Interestingly, all the new words listed above have been redlined by my Microsoft Word spellcheck including the word 'spellcheck'. Unfortunately, Collins did not research the Caribbean where another 45,000 or more could be found in our dialect. My Guyanese colleague, Dr. Ulric (Neville) Trotz and I were talking about football. Dr. Trotz related an anecdote about a friend who hogged the football so much during a game that one of his frustrated team-mates angrily called him a 'ball bahoochee'. In Trinidad he would have been called a 'ball ho', anticipating a word commonly used on BET stand-up comedy routines to describe a certain type of individual, including but not necessarily persons who, for the sake of political correctness, are described as 'female sex workers'.

JAMAICAN

However, it is not true to say that when the pioneers were exhorted to head into the frontier by the cry 'Westward Ho!' that they corresponded to the description or definition. Then there is the Barbadian 'cafuffled' for 'confused' and 'pompasettin' for showing off.

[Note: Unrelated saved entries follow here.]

//! Append-only knowledge accumulated during a run.

use super::gaps::normalize_question;
use serde::{Deserialize, Serialize};
use std::collections::HashSet;

/// A piece of evidence: where a claim came from and the quoted text.
#[derive(Debug, Clone, PartialEq, Eq, Serialize, Deserialize)]
pub struct Reference {
    pub url: String,
    pub snippet: String,
}

impl Reference {
    pub fn new(url: impl Into<String>, snippet: impl Into<String>) -> Self {
        Self {
            url: url.into(),
            snippet: snippet.into(),
        }
    }
}

/// Which action produced a knowledge item.
#[derive(Debug, Clone, Copy, PartialEq, Eq, Serialize, Deserialize)]
#[serde(rename_all = "kebab-case")]
pub enum OriginAction {
    Search,
    Visit,
    ReflectResolved,
    BeastMode,
}

/// A (question, answer, references) triple. Never edited after creation.
#[derive(Debug, Clone, PartialEq, Serialize, Deserialize)]
pub struct KnowledgeItem {
    pub question: String,
    pub answer: String,
    pub references: Vec<Reference>,
    pub origin: OriginAction,
    /// Step that produced the item.
    pub step: u64,
}

impl KnowledgeItem {
    pub fn new(
        question: impl Into<String>,
        answer: impl Into<String>,
        references: Vec<Reference>,
        origin: OriginAction,
        step: u64,
    ) -> Self {
        Self {
            question: question.into(),
            answer: answer.into(),
            references,
            origin,
            step,
        }
    }
}

/// Append-only collection of knowledge items.
///
/// Only shared references to stored items are handed out; corrections are
/// new items.
#[derive(Debug, Clone, Default)]
pub struct KnowledgeStore {
    items: Vec<KnowledgeItem>,
}

impl KnowledgeStore {
    pub fn new() -> Self {
        Self::default()
    }

    pub fn add(&mut self, item: KnowledgeItem) {
        self.items.push(item);
    }

    pub fn items(&self) -> &[KnowledgeItem] {
        &self.items
    }

    /// The most recent `n` items, oldest first.
    pub fn recent(&self, n: usize) -> &[KnowledgeItem] {
        let start = self.items.len().saturating_sub(n);
        &self.items[start..]
    }

    pub fn len(&self) -> usize {
        self.items.len()
    }

    pub fn is_empty(&self) -> bool {
        self.items.is_empty()
    }

    /// Whether a question has already been answered by a reflect-resolved item.
    pub fn has_answered(&self, question: &str) -> bool {
        let needle = normalize_question(question);
        self.items.iter().any(|item| {
            item.origin == OriginAction::ReflectResolved
                && normalize_question(&item.question) == needle
        })
    }

    /// Questions answered so far, in insertion order.
    pub fn answered_questions(&self) -> Vec<String> {
        self.items
            .iter()
            .filter(|item| item.origin == OriginAction::ReflectResolved)
            .map(|item| item.question.clone())
            .collect()
    }

    /// All references across the store, first occurrence per URL, in insertion order.
    pub fn references(&self) -> Vec<Reference> {
        let mut seen = HashSet::new();
        self.items
            .iter()
            .flat_map(|item| item.references.iter())
            .filter(|r| seen.insert(r.url.clone()))
            .cloned()
            .collect()
    }

    pub fn contains_url(&self, url: &str) -> bool {
        self.items
            .iter()
            .any(|item| item.references.iter().any(|r| r.url == url))
    }
}
//! Semantic de-duplication of candidate sub-questions against known ones.

use super::gaps::normalize_question;
use super::prompt;
use crate::brain::{Brain, ModelRole, parse_json_reply};
use crate::error::LlmError;
use crate::types::TokenUsage;
use serde::Deserialize;
use std::sync::Arc;

#[derive(Debug, Deserialize)]
struct DedupReply {
    #[serde(alias = "queries", alias = "unique_queries")]
    unique_questions: Vec<String>,
}

pub struct SemanticDeduplicator {
    brain: Arc<Brain>,
}

impl SemanticDeduplicator {
    pub fn new(brain: Arc<Brain>) -> Self {
        Self { brain }
    }

    /// Keep the candidates that are not near-duplicates of each other or of `existing`.
    ///
    /// The result is always a subset of `candidates` in their original order;
    /// anything the model invents is dropped.
    pub async fn filter(
        &self,
        candidates: &[String],
        existing: &[String],
    ) -> Result<(Vec<String>, TokenUsage), LlmError> {
        if candidates.is_empty() {
            return Ok((Vec::new(), TokenUsage::default()));
        }

        let reply = self
            .brain
            .complete(
                ModelRole::Dedup,
                prompt::DEDUP_SYSTEM,
                &prompt::dedup_prompt(candidates, existing),
            )
            .await?;

        let parsed: DedupReply =
            parse_json_reply(&reply.text).map_err(|e| LlmError::ResponseParse {
                message: format!("dedup: {e}"),
            })?;

        let kept: Vec<String> = parsed
            .unique_questions
            .iter()
            .map(|q| normalize_question(q))
            .collect();
        let unique = candidates
            .iter()
            .filter(|c| kept.contains(&normalize_question(c)))
            .cloned()
            .collect();
        Ok((unique, reply.usage))
    }
}
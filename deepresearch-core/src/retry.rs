//! Bounded retry with exponential backoff for collaborator calls.
//!
//! Every model, search, and page-retrieval call goes through [`with_retry`], so
//! each collaborator has a fixed local retry ceiling that is independent of the
//! research budget.

use crate::config::RetryConfig;
use crate::error::{CollaboratorError, LlmError};
use std::fmt::Display;
use std::future::Future;
use std::time::Duration;

/// Errors that can tell whether a retry could succeed.
pub trait Transient {
    /// True for failures worth retrying (rate limits, timeouts, connection drops).
    fn is_transient(&self) -> bool;

    /// Server-requested delay before the next attempt, if any.
    fn retry_after_secs(&self) -> Option<u64> {
        None
    }
}

impl Transient for LlmError {
    fn is_transient(&self) -> bool {
        matches!(
            self,
            LlmError::RateLimited { .. }
                | LlmError::Timeout { .. }
                | LlmError::Connection { .. }
                | LlmError::ServerError { .. }
        )
    }

    fn retry_after_secs(&self) -> Option<u64> {
        match self {
            LlmError::RateLimited { retry_after_secs } => Some(*retry_after_secs),
            _ => None,
        }
    }
}

impl Transient for CollaboratorError {
    fn is_transient(&self) -> bool {
        matches!(
            self,
            CollaboratorError::Unavailable { .. }
                | CollaboratorError::RateLimited { .. }
                | CollaboratorError::Timeout { .. }
        )
    }

    fn retry_after_secs(&self) -> Option<u64> {
        match self {
            CollaboratorError::RateLimited {
                retry_after_secs, ..
            } => Some(*retry_after_secs),
            _ => None,
        }
    }
}

/// Execute an async operation, retrying transient errors with exponential backoff.
///
/// Permanent errors return immediately. At most `config.max_retries` retries
/// follow the first attempt; the last error is returned once they run out.
pub async fn with_retry<F, Fut, T, E>(config: &RetryConfig, operation: F) -> Result<T, E>
where
    F: Fn() -> Fut,
    Fut: Future<Output = Result<T, E>>,
    E: Transient + Display,
{
    let mut attempt = 0;
    loop {
        match operation().await {
            Ok(val) => return Ok(val),
            Err(e) if e.is_transient() && attempt < config.max_retries => {
                let backoff_ms = compute_backoff(config, attempt, &e);
                tracing::warn!(
                    attempt = attempt + 1,
                    max = config.max_retries,
                    backoff_ms = backoff_ms,
                    error = %e,
                    "Retrying after transient error"
                );
                tokio::time::sleep(Duration::from_millis(backoff_ms)).await;
                attempt += 1;
            }
            Err(e) => return Err(e),
        }
    }
}

/// Backoff for the given attempt, never shorter than a server retry-after.
fn compute_backoff<E: Transient>(config: &RetryConfig, attempt: u32, err: &E) -> u64 {
    let computed = compute_exponential_backoff(config, attempt);
    match err.retry_after_secs() {
        Some(secs) => (secs * 1000).max(computed),
        None => computed,
    }
}

fn compute_exponential_backoff(config: &RetryConfig, attempt: u32) -> u64 {
    let base = config.initial_backoff_ms as f64 * config.backoff_multiplier.powi(attempt as i32);
    let capped = base.min(config.max_backoff_ms as f64) as u64;
    if config.jitter {
        capped + (capped as f64 * 0.25 * jitter_fraction()) as u64
    } else {
        capped
    }
}

/// Cheap jitter source in [0, 1) from the clock's sub-second nanos.
fn jitter_fraction() -> f64 {
    use std::time::SystemTime;
    let nanos = SystemTime::now()
        .duration_since(SystemTime::UNIX_EPOCH)
        .unwrap_or_default()
        .subsec_nanos();
    (nanos % 1000) as f64 / 1000.0
}
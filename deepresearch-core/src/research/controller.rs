//! The research loop.
//!
//! One controller serves one query. Each step pops a question from the gap
//! queue, asks the decision engine for an action, dispatches it, and commits
//! the outcome. The loop stops when the evaluator accepts an answer to the
//! query, when the budget is spent, or when the bad-attempt allowance runs
//! out; the last two hand over to beast mode.

use super::availability::ActionAvailability;
use super::beast::BeastModeFinalizer;
use super::budget::{BudgetSnapshot, CostCategory};
use super::collaborators::{PageReader, SearchProvider};
use super::decision::{DecisionContext, DecisionEngine, DecisionLimits, ProposedAction};
use super::dedup::SemanticDeduplicator;
use super::dispatch::{DispatchSettings, Dispatcher, StepOutcome, apply_outcome};
use super::error_analyzer::{ErrorAnalyzer, bare_lesson};
use super::evaluator::AnswerEvaluator;
use super::gaps::GapEntry;
use super::knowledge::{KnowledgeItem, OriginAction, Reference};
use super::progress::{ActionState, NoOpProgressSink, ProgressEvent, ProgressSink};
use super::query_rewriter::QueryRewriter;
use super::state::{ControllerState, DiaryEntry, Lesson};
use crate::brain::Brain;
use crate::config::{ControllerConfig, ResearchConfig, RetryConfig};
use crate::error::{ControllerError, Result};
use crate::types::{ActionKind, TokenUsage};
use serde::{Deserialize, Serialize};
use std::sync::Arc;
use std::time::Duration;
use tokio_util::sync::CancellationToken;
use tracing::{debug, error, info, warn};

/// How a successful run ended. Failed runs return `Err` instead.
#[derive(Debug, Clone, Copy, PartialEq, Eq, Serialize, Deserialize)]
#[serde(rename_all = "kebab-case")]
pub enum ExitStatus {
    /// Accepted by the evaluator.
    Answered,
    /// Produced by beast mode, never evaluated.
    AnsweredUnverified,
}

impl ExitStatus {
    pub fn as_str(&self) -> &'static str {
        match self {
            ExitStatus::Answered => "answered",
            ExitStatus::AnsweredUnverified => "answered-unverified",
        }
    }
}

#[derive(Debug, Clone, PartialEq, Serialize, Deserialize)]
pub struct FinalAnswer {
    pub status: ExitStatus,
    pub answer: String,
    pub references: Vec<Reference>,
    pub steps: u64,
    pub budget: BudgetSnapshot,
    pub bad_attempts: u32,
}
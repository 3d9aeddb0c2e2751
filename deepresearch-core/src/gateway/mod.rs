//! # HTTP Gateway
//!
//! Exposes the research controller over HTTP: submit a query, stream its
//! progress as server-sent events, fetch or cancel the task. Every submitted
//! query runs in its own controller with its own stores.

mod auth;
mod events;
mod registry;
mod server;

pub use auth::GatewayAuth;
pub use events::{ErrorResponse, HealthResponse, QueryRequest, QueryResponse};
pub use registry::{SubscriberGuard, TaskChannel, TaskEntry, TaskRegistry};
pub use server::{
    GatewayServer, SharedGateway, router as gateway_router, run as run_gateway, shared_gateway,
};

use serde::{Deserialize, Serialize};
use std::path::PathBuf;

/// Configuration for the HTTP gateway.
#[derive(Debug, Clone, Serialize, Deserialize)]
#[serde(default)]
pub struct GatewayConfig {
    /// Host to bind to.
    pub host: String,
    /// Port to listen on.
    pub port: u16,
    /// Accepted bearer tokens. Empty means no authentication.
    pub auth_tokens: Vec<String>,
    /// Maximum queries running at once (0 = unlimited).
    pub max_running_tasks: usize,
    /// Cancel a run when its last stream subscriber disconnects.
    pub cancel_on_disconnect: bool,
    /// Write finished task records to disk.
    pub persist_tasks: bool,
    /// Where task records go; defaults to the platform data directory.
    pub data_dir: Option<PathBuf>,
    /// Finished tasks kept in memory; older ones are served from disk.
    pub retain_finished_tasks: usize,
    /// Live events buffered per task for slow subscribers.
    pub event_buffer: usize,
    /// Interval between SSE keep-alive messages.
    pub keep_alive_secs: u64,
}

impl Default for GatewayConfig {
    fn default() -> Self {
        Self {
            host: "127.0.0.1".to_string(),
            port: 3000,
            auth_tokens: Vec::new(),
            max_running_tasks: 16,
            cancel_on_disconnect: true,
            persist_tasks: true,
            data_dir: None,
            retain_finished_tasks: 64,
            event_buffer: 256,
            keep_alive_secs: 15,
        }
    }
}

#[cfg(test)]
mod tests {
    use super::*;

    #[test]
    fn test_gateway_config_default() {
        let config = GatewayConfig::default();
        assert_eq!(config.host, "127.0.0.1");
        assert_eq!(config.port, 3000);
        assert!(config.auth_tokens.is_empty());
        assert!(config.cancel_on_disconnect);
        assert_eq!(config.keep_alive_secs, 15);
        assert_eq!(config.retain_finished_tasks, 64);
    }

    #[test]
    fn test_gateway_config_partial_toml() {
        let config: GatewayConfig = toml::from_str("port = 9090\npersist_tasks = false\n").unwrap();
        assert_eq!(config.port, 9090);
        assert!(!config.persist_tasks);
        assert_eq!(config.event_buffer, 256);
    }
}
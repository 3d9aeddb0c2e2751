//! Post-mortem of a rejected answer, kept as a lesson for later decisions.

use super::prompt;
use super::state::{DiaryEntry, Lesson};
use crate::brain::{Brain, ModelRole, parse_json_reply};
use crate::error::LlmError;
use crate::types::TokenUsage;
use serde::Deserialize;
use std::sync::Arc;

#[derive(Debug, Deserialize)]
struct AnalysisReply {
    #[serde(default)]
    recap: String,
    #[serde(default)]
    blame: String,
    #[serde(default)]
    improvement: String,
}

pub struct ErrorAnalyzer {
    brain: Arc<Brain>,
}

impl ErrorAnalyzer {
    pub fn new(brain: Arc<Brain>) -> Self {
        Self { brain }
    }

    pub async fn analyze(
        &self,
        question: &str,
        diary: &[&DiaryEntry],
        answer: &str,
        rejection: &str,
    ) -> Result<(Lesson, TokenUsage), LlmError> {
        let reply = self
            .brain
            .complete(
                ModelRole::ErrorAnalyzer,
                prompt::ERROR_ANALYZER_SYSTEM,
                &prompt::error_analyzer_prompt(question, diary, answer, rejection),
            )
            .await?;

        let parsed: AnalysisReply =
            parse_json_reply(&reply.text).map_err(|e| LlmError::ResponseParse {
                message: format!("error analyzer: {e}"),
            })?;

        Ok((
            Lesson {
                answer: answer.to_string(),
                rejection: rejection.to_string(),
                recap: parsed.recap,
                blame: parsed.blame,
                improvement: parsed.improvement,
            },
            reply.usage,
        ))
    }
}

/// A lesson with no analysis, used when the analyzer is off or fails.
pub fn bare_lesson(answer: &str, rejection: &str) -> Lesson {
    Lesson {
        answer: answer.to_string(),
        rejection: rejection.to_string(),
        recap: String::new(),
        blame: String::new(),
        improvement: String::new(),
    }
}

#[cfg(test)]
mod tests {
    use super::*;
    use crate::brain::MockLlmProvider;
    use crate::config::RetryConfig;
    use crate::types::ActionKind;
    use serde_json::json;

    #[tokio::test]
    async fn test_analyze_builds_lesson() {
        let provider = Arc::new(MockLlmProvider::new());
        provider.queue_json(json!({
            "recap": "searched once then answered",
            "blame": "answered without reading sources",
            "improvement": "visit the top result first"
        }));
        let analyzer = ErrorAnalyzer::new(Arc::new(Brain::new(provider.clone(), RetryConfig::none())));
        let entry = DiaryEntry {
            step: 1,
            question: "Q".into(),
            action: Some(ActionKind::Search),
            think: "t".into(),
            summary: "s".into(),
        };
        let (lesson, usage) = analyzer
            .analyze("Q", &[&entry], "maybe", "not definitive")
            .await
            .unwrap();
        assert_eq!(lesson.improvement, "visit the top result first");
        assert_eq!(lesson.rejection, "not definitive");
        assert_eq!(usage.total(), 150);
        let prompt = &provider.requests()[0].messages[1].content;
        assert!(prompt.contains("step 1 [search]"));
    }

    #[tokio::test]
    async fn test_unparseable_reply_is_error() {
        let provider = Arc::new(MockLlmProvider::new());
        provider.queue_text("no idea");
        let analyzer = ErrorAnalyzer::new(Arc::new(Brain::new(provider, RetryConfig::none())));
        let err = analyzer.analyze("Q", &[], "a", "r").await.unwrap_err();
        assert!(matches!(err, LlmError::ResponseParse { .. }));
    }

    #[test]
    fn test_bare_lesson() {
        let lesson = bare_lesson("a", "r");
        assert!(lesson.recap.is_empty());
        assert_eq!(lesson.answer, "a");
    }
}
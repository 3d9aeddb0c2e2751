//! Expands a search intent into up to three keyword queries.

use super::prompt;
use crate::brain::{Brain, ModelRole, parse_json_reply};
use crate::error::LlmError;
use crate::types::TokenUsage;
use serde::Deserialize;
use std::collections::HashSet;
use std::sync::Arc;
use tracing::debug;

const MAX_QUERIES: usize = 3;

#[derive(Debug, Deserialize)]
struct RewriteReply {
    #[serde(default)]
    think: String,
    queries: Vec<String>,
}

pub struct QueryRewriter {
    brain: Arc<Brain>,
}

impl QueryRewriter {
    pub fn new(brain: Arc<Brain>) -> Self {
        Self { brain }
    }

    /// Rewrite `query` into 1-3 distinct keyword queries.
    ///
    /// An empty or unparseable reply is a `ResponseParse` error; callers fall
    /// back to the raw query.
    pub async fn rewrite(
        &self,
        query: &str,
        intention: &str,
    ) -> Result<(Vec<String>, TokenUsage), LlmError> {
        let reply = self
            .brain
            .complete(
                ModelRole::QueryRewriter,
                prompt::QUERY_REWRITER_SYSTEM,
                &prompt::query_rewriter_prompt(query, intention),
            )
            .await?;

        let parsed: RewriteReply =
            parse_json_reply(&reply.text).map_err(|e| LlmError::ResponseParse {
                message: format!("query rewriter: {e}"),
            })?;

        let mut seen = HashSet::new();
        let queries: Vec<String> = parsed
            .queries
            .into_iter()
            .map(|q| q.trim().to_string())
            .filter(|q| !q.is_empty() && seen.insert(q.to_lowercase()))
            .take(MAX_QUERIES)
            .collect();

        if queries.is_empty() {
            return Err(LlmError::ResponseParse {
                message: "query rewriter returned no queries".into(),
            });
        }

        debug!(original = query, rewritten = ?queries, think = %parsed.think, "Query rewritten");
        Ok((queries, reply.usage))
    }
}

I like the Jamaican 'Chaka-chaka', meaning 'messy and untidy'; 'casco (kas-ko)' for fake or imitation, especially designer clothes; 'downpress' which Rastas have substituted as more appropriate for 'oppress'; 'zutopong' and 'zutopeck' that describes low class people; and one of my favourites in more ways than one, 'glamity' which, according to the dialect dictionary I used, means 'a woman's sexual private area.' From Trinidad, I like the words, most likely East Indian in origin, 'haseekarra' (sometimes 'hazzikarra') and its close companion in meaning 'jhanjhat' which roughly equate to 'lacooray' and all mean trouble brought on by, with and from complications. There is also 'humgrumshious' from Dominica meaning 'crude or rough.'

It is not only the Collins Scrabble book that has changed. The 11th Edition of the Concise Oxford English Dictionary (mine is the seventh and is now 21 years old) has included the word/phrase 'va-va-voom' which it defines as "the quality of being exciting, vigorous, or sexually attractive." Some of the new words include Blue-on-blue: an attack by one's own side that accidentally harms one's own forces (collateral damage, friendly fire); Congestion charge: a charge made to drive into an area, typically a city centre, that suffers heavy traffic; Designer baby: a baby whose genetic make-up has been selected in order to eradicate a particular defect, or to ensure that a particular gene is present; Flash mob: a public gathering of complete strangers, organised via the Internet or mobile phone, who perform a pointless act and then disperse again; and Speed dating: an organised social activity in which people have a series of short conversations with potential partners in order to determine whether there is mutual interest.

ANOTHER LIST

Joining this plethora of new words, is a list of ten words which the American Heritage Dictionary believes every Secondary School graduate must know: abstemious, bellicose, chromosome, filibuster, gauche, gerrymander, interpolate, irony, plagiarise, suffragist. While I can have a lot of fun with the ten words above like 'bellicose' (is it abdominal or abominable?) and even 'irony' (a politician who has sat on the fence so long that the irony has entered his soul), I won't behave like a suffragist (and allow you to suffer?). The definitions are: abstemious: eating and drinking in moderation; bellicose: warlike or hostile; chromosome: a strand of DNA; filibuster: the use of obstructionist tactics, especially prolonged speechmaking; gauche: lacking grace or social polish; gerrymander: to divide voting districts so as to give unfair advantage to one party; interpolate: to insert or introduce between other elements or parts; irony: the use of words to express something different from and often opposite to literal meaning; plagiarise: to use and pass off the ideas or writing of another as one's own; suffragist: an advocate of voting rights, especially for women.


Tony Deyal was last seen getting into lacooray because he thought a filibuster is someone who has a way with young women and that the way you tell the sex of a chromosome is to take its genes off.